The forum seems to have helped the Government further along a path of public confusion over who is really in charge of NHS commissioning and who is accountable when things go wrong. There is now plenty of scope for dodging accountability and laying off the blame for failure. This is particularly the case in the area of service reconfiguration which the NHS needs so badly. It is perhaps appropriate that we have just seen a Health Secretary finally take a decision on service changes in Chase Farm Hospital the best part of a decade after it should have been taken. Let me congratulate the Health Secretary on showing the courage to do this eventually.
In my view, the forum’s proposals make worse the already unsatisfactory accountability for service needs assessment and the commissioning of services, and will make the much needed reconfiguration of services even more difficult. We have to concentrate more hospital specialist services on fewer sites and provide much more care and treatment in the community on an ambulatory basis if the NHS is to live within its means. This requires us to reduce expensive, unsustainable, low-quality and unnecessary acute hospital services and to transfer service resources to new service configurations with different providers from the public and, yes, the private and, yes, the not-for-profit sectors. We have to face up to moving away from the outdated business model of the all-purpose district general hospital of the 1960s.
Modifying reform in ways that make these changes more difficult to achieve is bad news for those of us who believe in a tax-funded NHS that is free at the point of clinical need, especially given the £20 billion of efficiency improvements that the NHS has to make over the next four years. These are issues to which some of us will want to return in a lot more detail during the passage of the Bill. I very much commend the remarks of the noble Lord, Lord Ribeiro, about some of these issues.
I conclude by saying a few words about integration and competition, which seem to have produced rather more heat than light in the recent public discourse. We are all in favour of integration, but we need to understand what we are talking about. From my point of view, I think that patients benefit from integration if it is related to the delivery of services to individual patients, but they may not benefit from the horizontal integration of service providers if it simply produces mergers that create far more monopoly provision and little improvement for patients.

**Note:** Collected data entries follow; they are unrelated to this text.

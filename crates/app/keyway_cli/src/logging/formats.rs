use flexi_logger::DeferredNow;
use log::Record;

/// `LEVEL [module] message`, without timestamps.
pub fn cli_format(
    w: &mut dyn std::io::Write,
    _now: &mut DeferredNow,
    record: &Record,
) -> Result<(), std::io::Error> {
    write!(
        w,
        "{:<5} [{}] {}",
        record.level(),
        record.module_path().unwrap_or("<unnamed>"),
        record.args()
    )
}
//! Cookie rendering: turns core cookie scopes into `Set-Cookie` headers.
//!
//! The same name is routinely written under several domains in one response,
//! so cookies are appended as individual headers rather than through a
//! name-keyed jar.

use axum::http::header::{LOCATION, SET_COOKIE};
use axum::http::{HeaderMap, HeaderValue, StatusCode};
use axum::response::{IntoResponse, Response};
use axum_extra::extract::cookie::{Cookie, CookieJar, SameSite};
use keyway_core::cookies::{CookiePolicy, CookieScope, SESSION_COOKIE, SameSitePolicy};
use time::{Duration, OffsetDateTime};
use tracing::error;
use url::Url;

fn same_site(policy: SameSitePolicy) -> SameSite {
    match policy {
        SameSitePolicy::Strict => SameSite::Strict,
        SameSitePolicy::Lax => SameSite::Lax,
        SameSitePolicy::None => SameSite::None,
    }
}

fn scoped(name: &str, value: String, scope: &CookieScope) -> Cookie<'static> {
    let mut cookie = Cookie::build((name.to_string(), value))
        .path(scope.path.clone())
        .http_only(scope.http_only)
        .secure(scope.secure)
        .same_site(same_site(scope.same_site))
        .build();
    if let Some(domain) = &scope.domain {
        cookie.set_domain(domain.clone());
    }
    cookie
}

/// Build a cookie carrying `value` under `scope`.
pub fn set_cookie(name: &str, value: &str, scope: &CookieScope) -> Cookie<'static> {
    let mut cookie = scoped(name, value.to_string(), scope);
    cookie.set_max_age(Duration::seconds(scope.max_age_secs));
    cookie
}

/// Build the expiring counterpart of [`set_cookie`] for the same scope.
pub fn clear_cookie(name: &str, scope: &CookieScope) -> Cookie<'static> {
    let mut cookie = scoped(name, String::new(), scope);
    cookie.set_max_age(Duration::ZERO);
    cookie.set_expires(OffsetDateTime::UNIX_EPOCH);
    cookie
}

/// Broker session cookie.
pub fn session_cookie(policy: &CookiePolicy, session_id: &str) -> Cookie<'static> {
    set_cookie(SESSION_COOKIE, session_id, &policy.session_scope())
}

pub fn clear_session_cookie(policy: &CookiePolicy) -> Cookie<'static> {
    clear_cookie(SESSION_COOKIE, &policy.session_scope())
}

/// Read a cookie value from the request headers.
pub fn read_cookie(headers: &HeaderMap, name: &str) -> Option<String> {
    CookieJar::from_headers(headers)
        .get(name)
        .map(|c| c.value().to_string())
        .filter(|v| !v.is_empty())
}

/// Append each cookie as its own `Set-Cookie` header.
pub fn append_cookies(headers: &mut HeaderMap, cookies: &[Cookie<'static>]) {
    for cookie in cookies {
        match HeaderValue::from_str(&cookie.to_string()) {
            Ok(value) => {
                headers.append(SET_COOKIE, value);
            }
            Err(e) => error!(name = cookie.name(), error = %e, "unencodable cookie dropped"),
        }
    }
}

/// A `302 Found` to `location` that also writes `cookies`.
#[derive(Debug, Clone)]
pub struct RedirectWithCookies {
    pub location: Url,
    pub cookies: Vec<Cookie<'static>>,
}

impl RedirectWithCookies {
    pub fn to(location: Url) -> Self {
        Self {
            location,
            cookies: Vec::new(),
        }
    }

    pub fn with_cookie(mut self, cookie: Cookie<'static>) -> Self {
        self.cookies.push(cookie);
        self
    }
}

impl IntoResponse for RedirectWithCookies {
    fn into_response(self) -> Response {
        let mut headers = HeaderMap::new();
        match HeaderValue::from_str(self.location.as_str()) {
            Ok(location) => {
                headers.insert(LOCATION, location);
            }
            Err(e) => {
                error!(error = %e, "redirect location is not a valid header value");
                return StatusCode::INTERNAL_SERVER_ERROR.into_response();
            }
        }
        append_cookies(&mut headers, &self.cookies);
        (StatusCode::FOUND, headers).into_response()
    }
}
/// How a product receives the credential after login.
#[derive(Debug, Clone, Copy, PartialEq, Eq, Deserialize)]
#[serde(rename_all = "kebab-case")]
pub enum DeliveryMode {
    /// Cookie on a shared domain plus `?token=` on the product callback.
    Direct,
    /// Server-to-server session establishment; browser only sees `?code=`.
    BackChannel,
}

/// One product the broker can deliver credentials to.
#[derive(Clone, Deserialize)]
#[serde(rename_all = "camelCase")]
pub struct ProductConfig {
    pub id: String,
    pub delivery: DeliveryMode,
    /// Browser-facing callback (`/auth/sso-callback` or `/auth/callback`).
    pub callback_url: Url,
    /// Cookie domain for direct delivery, without a leading dot.
    #[serde(default)]
    pub cookie_domain: Option<String>,
    /// Also set a client-readable copy of the token on this product's domain.
    #[serde(default)]
    pub client_cookie: bool,
    /// Extra cookie names this product reads the token from.
    #[serde(default)]
    pub cookie_aliases: Vec<String>,
    /// Back-channel session establishment endpoint.
    #[serde(default)]
    pub session_endpoint: Option<Url>,
    /// Pre-shared broker-to-product secret for the back channel.
    #[serde(default)]
    pub shared_secret: Option<String>,
}

impl fmt::Debug for ProductConfig {
    fn fmt(&self, f: &mut fmt::Formatter<'_>) -> fmt::Result {
        f.debug_struct("ProductConfig")
            .field("id", &self.id)
            .field("delivery", &self.delivery)
            .field("callback_url", &self.callback_url.as_str())
            .field("cookie_domain", &self.cookie_domain)
            .field("client_cookie", &self.client_cookie)
            .field("cookie_aliases", &self.cookie_aliases)
            .field("session_endpoint", &self.session_endpoint.as_ref().map(Url::as_str))
            .finish_non_exhaustive()
    }
}

#[derive(Deserialize)]
struct ProductRegistry {
    products: Vec<ProductConfig>,
}

/// Parse and validate a YAML product registry.
///
/// ```yaml
/// products:
///   - id: productA
///     delivery: direct
///     callbackUrl: https://a.example/auth/sso-callback
///     cookieDomain: a.example
///   - id: productB
///     delivery: back-channel
///     callbackUrl: https://b.example/auth/callback
///     sessionEndpoint: https://b.example/internal/sso/session
///     sharedSecret: change-me
/// ```
pub fn parse_products(yaml: &str) -> Result<Vec<ProductConfig>, ConfigError> {
    let registry: ProductRegistry =
        serde_yaml::from_str(yaml).map_err(|e| ConfigError::Products(e.to_string()))?;

    let mut products = registry.products;
    for (i, product) in products.iter_mut().enumerate() {
        if product.id.trim().is_empty() {
            return Err(ConfigError::Products(format!("product #{i} has an empty id")));
        }
        if let Some(domain) = product.cookie_domain.take() {
            product.cookie_domain = Some(normalize_domain(&domain));
        }
        if product.delivery == DeliveryMode::BackChannel {
            if product.session_endpoint.is_none() {
                return Err(ConfigError::Products(format!(
                    "{} uses back-channel delivery but has no sessionEndpoint",
                    product.id
                )));
            }
            if product.shared_secret.as_deref().is_none_or(str::is_empty) {
                return Err(ConfigError::Products(format!(
                    "{} uses back-channel delivery but has no sharedSecret",
                    product.id
                )));
            }
        }
    }
    for (i, product) in products.iter().enumerate() {
        if products[..i].iter().any(|p| p.id == product.id) {
            return Err(ConfigError::Products(format!("duplicate product id {}", product.id)));
        }
    }
    Ok(products)
}
//! Serve command - runs the HTTP API

use std::net::SocketAddr;

use clap::Args;
use tokio::net::TcpListener;
use tracing::info;

use crate::api::create_router;
use crate::config::AppConfig;
use crate::infrastructure::logging;

/// Arguments for the serve command
#[derive(Args, Debug, Clone, Default)]
pub struct ServeArgs {
    /// Override the configured listen port
    #[arg(long)]
    pub port: Option<u16>,
}

/// Run the API server
pub async fn run(args: ServeArgs) -> anyhow::Result<()> {
    dotenvy::dotenv().ok();

    let mut config = AppConfig::load()?;
    if let Some(port) = args.port {
        config.server.port = port;
    }

    logging::init_logging(&config.logging);

    let state = crate::create_app_state(&config)?;
    let app = create_router(state);

    let addr = build_socket_addr(&config)?;
    info!("Starting account service on {}", addr);

    let listener = TcpListener::bind(addr).await?;
    axum::serve(listener, app).await?;

    Ok(())
}

fn build_socket_addr(config: &AppConfig) -> anyhow::Result<SocketAddr> {
    Ok(SocketAddr::from((
        config.server.host.parse::<std::net::IpAddr>()?,
        config.server.port,
    )))
}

It is also nonsense to suggest, as some have done, that competition inevitably means the fragmentation of service delivery and is inimical to integrated delivery. It is perfectly possible to have competition for the provision of integrated services; it just depends on the commissioner’s service specification and the payment mechanisms. In the US, Kaiser Permanente and others have shown that the integration of patients’ service delivery can flourish in a competitive healthcare market. Again, these are issues that we will need to come back to in the Bill.
Let me end by wishing the Minister well as he faces the Herculean task of taking the Bill through the House, but I cannot guarantee that it will be a totally pain-free experience.